The door stood invitingly ajar in the brown dimness of the upper hall. Oliver’s steps slowed as he drew near it, and his heart began to quicken correspondingly. It was the red-haired woman’s room, and he thought the door was not open by accident. Her name, he knew now, was Kleph.

The door creaked a little on its hinges and from within a very sweet voice said lazily, “Won’t you come in?”

The room looked very different indeed. The big bed had been pushed back against the wall and a cover thrown over it that brushed the floor all around looked like soft-haired fur except that it was a pale blue-green and sparkled as if every hair were tipped with far visible crystals. Three books lay open on the fur, and a very curious-looking magazine with faintly luminous printing and a page of pictures that at first glance appeared three-dimensional. Also a tiny porcelain pipe encrusted with porcelain flowers, and a thin wisp of smoke floating from the bowl.

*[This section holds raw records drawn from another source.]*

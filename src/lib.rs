//! Helpers for the in-skill purchasing flow of an Alexa skill.
//!
//! Nothing here talks to the network. The skill hands in the parsed request
//! and the product list it fetched from the ISP API, and gets back plain
//! values or a finished [`Response`] carrying a `Connections.SendRequest`
//! directive.

pub mod config;
pub mod directive;
pub mod product;
pub mod random;
pub mod request;
pub mod response;
pub mod skill;
pub mod speech;

pub use crate::{
    config::{Config, CONFIG},
    directive::{ConnectionName, CorrelationToken, Directive},
    product::{
        entitled_products, is_entitled, product_by_reference_name, CatalogError, Entitlement,
        Product, ProductList,
    },
    random::random_element,
    request::{HandlerInput, RequestEnvelope},
    response::{Response, ResponseBuilder},
    skill::{make_buy_offer, make_upsell, should_upsell},
    speech::{random_learn_more_prompt, speakable_list, upsell_message},
};

#[cfg(test)]
pub(crate) fn init_logger() {
    let _ = env_logger::Builder::from_default_env().is_test(true).try_init();
}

Above the bed a broad picture hung, framing a square of blue water so real Oliver had to look twice to be sure it was not rippling gently from left to right. From the ceiling swung a crystal globe on a glass cord. It turned gently, the light from the windows making curved rectangles in its sides.

Under the center window a sort of chaise longue stood which Oliver had not seen before. He could only assume it was at least partly pneumatic and had been brought in the luggage. There was a very rich-looking quilted cloth covering and hiding it, embossed all over in shining metallic patterns.

Kleph moved slowly from the door and sank upon the chaise longue with a little sigh of content. The couch accommodated itself to her body with what looked iike delightful comfort. Kleph wriggled a little and then smiled up at Oliver.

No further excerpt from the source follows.